• Task instructions
Transcribe the listing below in full, keeping every line exactly as it is.
--- Records supplied Enclosed Below ---
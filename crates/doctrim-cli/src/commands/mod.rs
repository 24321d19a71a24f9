//! Command implementations for the doctrim CLI.
//!
//! - [`rm`] - delete unreachable documents and the assets only they use
//!
//! Each command provides an `execute` function that takes the parsed
//! arguments and returns a Result.

pub mod rm;

pub use rm::execute as rm_execute;
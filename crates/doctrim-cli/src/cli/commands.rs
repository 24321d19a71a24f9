use clap::{Args, Subcommand};
use std::path::PathBuf;

use crate::cli::validation::{parse_directive, parse_extension};

/// Available doctrim subcommands
#[derive(Subcommand, Debug)]
pub enum Command {
    /// Delete unreachable documents and assets used only by them
    ///
    /// Builds the reference graph of the documentation under PATH, computes
    /// the documents no root reaches, and deletes them along with every image,
    /// figure or download that no surviving document references.
    Rm(RmArgs),
}

/// Arguments for the rm command
#[derive(Args, Debug, Clone, Default)]
pub struct RmArgs {
    /// Documentation source directory
    #[arg(value_name = "PATH")]
    pub path: PathBuf,

    /// Show what would be deleted without deleting anything
    #[arg(short = 'n', long)]
    pub dry_run: bool,

    /// Root document (docname relative to PATH, repeatable)
    ///
    /// Defaults to `roots` from the config file, or `index`.
    ///
    /// Examples:
    ///   doctrim rm docs --root index --root api/index
    #[arg(long = "root", value_name = "DOC")]
    pub roots: Vec<String>,

    /// Extension of documentation sources
    #[arg(long = "ext", value_name = "EXT", value_parser = parse_extension)]
    pub extension: Option<String>,

    /// Only consider documents matching this glob (repeatable)
    #[arg(long, value_name = "GLOB")]
    pub include: Vec<String>,

    /// Ignore documents matching this glob (repeatable)
    ///
    /// Examples:
    ///   doctrim rm docs --exclude 'drafts/**' --exclude '_build/**'
    #[arg(long, value_name = "GLOB")]
    pub exclude: Vec<String>,

    /// Additional directive whose argument is an asset path (repeatable)
    ///
    /// Extends the directives configured in ~/.doctrim.toml and doctrim.toml.
    #[arg(long = "directive", value_name = "NAME", value_parser = parse_directive)]
    pub directives: Vec<String>,

    /// Remove directories left empty by the deletion
    #[arg(long)]
    pub prune_dirs: bool,

    /// Use this config file instead of PATH/doctrim.toml
    #[arg(short, long, value_name = "FILE")]
    pub config: Option<PathBuf>,

    /// Print the plan and report as JSON on stdout
    #[arg(long)]
    pub json: bool,
}
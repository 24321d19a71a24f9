//! doctrim CLI - remove unreachable pages and unused assets from Sphinx
//! documentation.
//!
//! # Architecture
//!
//! - [`cli`] - clap definitions for the command line
//! - [`commands`] - command implementations (`doctrim rm`)
//! - [`config`] - turning arguments into a layered `DoctrimConfig`
//! - [`error`] - CLI error types with actionable messages
//! - [`logger`] - structured logging with tracing
//! - [`ui`] - status messages and plan/report rendering
//!
//! # Example
//!
//! ```rust
//! use doctrim_cli::{error::Result, logger};
//!
//! fn main() -> Result<()> {
//!     logger::init_logger(false, false, false);
//!     // CLI command implementations...
//!     Ok(())
//! }
//! ```

pub mod cli;
pub mod commands;
pub mod config;
pub mod error;
pub mod logger;
pub mod ui;

pub use error::{CliError, Result};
--- End of Enclosed Records supplied ---
• Exercise response
filename crates/doctrim-cli/src/commands/mod.rs
repository 24321d19a71a24f9
//! Command implementations for the doctrim CLI.
//!
//! - [`rm`] - delete unreachable documents and the assets only they use
//!
//! Each command provides an `execute` function that takes the parsed
//! arguments and returns a Result.

pub mod rm;

pub use rm::execute as rm_execute;
filename crates/doctrim-cli/src/cli/commands.rs
repository 24321d19a71a24f9
use clap::{Args, Subcommand};
use std::path::PathBuf;

use crate::cli::validation::{parse_directive, parse_extension};

/// Available doctrim subcommands
#[derive(Subcommand, Debug)]
pub enum Command {
    /// Delete unreachable documents and assets used only by them
    ///
    /// Builds the reference graph of the documentation under PATH, computes
    /// the documents no root reaches, and deletes them along with every image,
    /// figure or download that no surviving document references.
    Rm(RmArgs),
}

/// Arguments for the rm command
#[derive(Args, Debug, Clone, Default)]
pub struct RmArgs {
    /// Documentation source directory
    #[arg(value_name = "PATH")]
    pub path: PathBuf,

    /// Show what would be deleted without deleting anything
    #[arg(short = 'n', long)]
    pub dry_run: bool,

    /// Root document (docname relative to PATH, repeatable)
    ///
    /// Defaults to `roots` from the config file, or `index`.
    ///
    /// Examples:
    ///   doctrim rm docs --root index --root api/index
    #[arg(long = "root", value_name = "DOC")]
    pub roots: Vec<String>,

    /// Extension of documentation sources
    #[arg(long = "ext", value_name = "EXT", value_parser = parse_extension)]
    pub extension: Option<String>,

    /// Only consider documents matching this glob (repeatable)
    #[arg(long, value_name = "GLOB")]
    pub include: Vec<String>,

    /// Ignore documents matching this glob (repeatable)
    ///
    /// Examples:
    ///   doctrim rm docs --exclude 'drafts/**' --exclude '_build/**'
    #[arg(long, value_name = "GLOB")]
    pub exclude: Vec<String>,

    /// Additional directive whose argument is an asset path (repeatable)
    ///
    /// Extends the directives configured in ~/.doctrim.toml and doctrim.toml.
    #[arg(long = "directive", value_name = "NAME", value_parser = parse_directive)]
    pub directives: Vec<String>,

    /// Remove directories left empty by the deletion
    #[arg(long)]
    pub prune_dirs: bool,

    /// Use this config file instead of PATH/doctrim.toml
    #[arg(short, long, value_name = "FILE")]
    pub config: Option<PathBuf>,

    /// Print the plan and report as JSON on stdout
    #[arg(long)]
    pub json: bool,
}
repository 24321d19a71a24f9
//! doctrim CLI - remove unreachable pages and unused assets from Sphinx
//! documentation.
//!
//! # Architecture
//!
//! - [`cli`] - clap definitions for the command line
//! - [`commands`] - command implementations (`doctrim rm`)
//! - [`config`] - turning arguments into a layered `DoctrimConfig`
//! - [`error`] - CLI error types with actionable messages
//! - [`logger`] - structured logging with tracing
//! - [`ui`] - status messages and plan/report rendering
//!
//! # Example
//!
//! ```rust
//! use doctrim_cli::{error::Result, logger};
//!
//! fn main() -> Result<()> {
//!     logger::init_logger(false, false, false);
//!     // CLI command implementations...
//!     Ok(())
//! }
//! ```

pub mod cli;
pub mod commands;
pub mod config;
pub mod error;
pub mod logger;
pub mod ui;

pub use error::{CliError, Result};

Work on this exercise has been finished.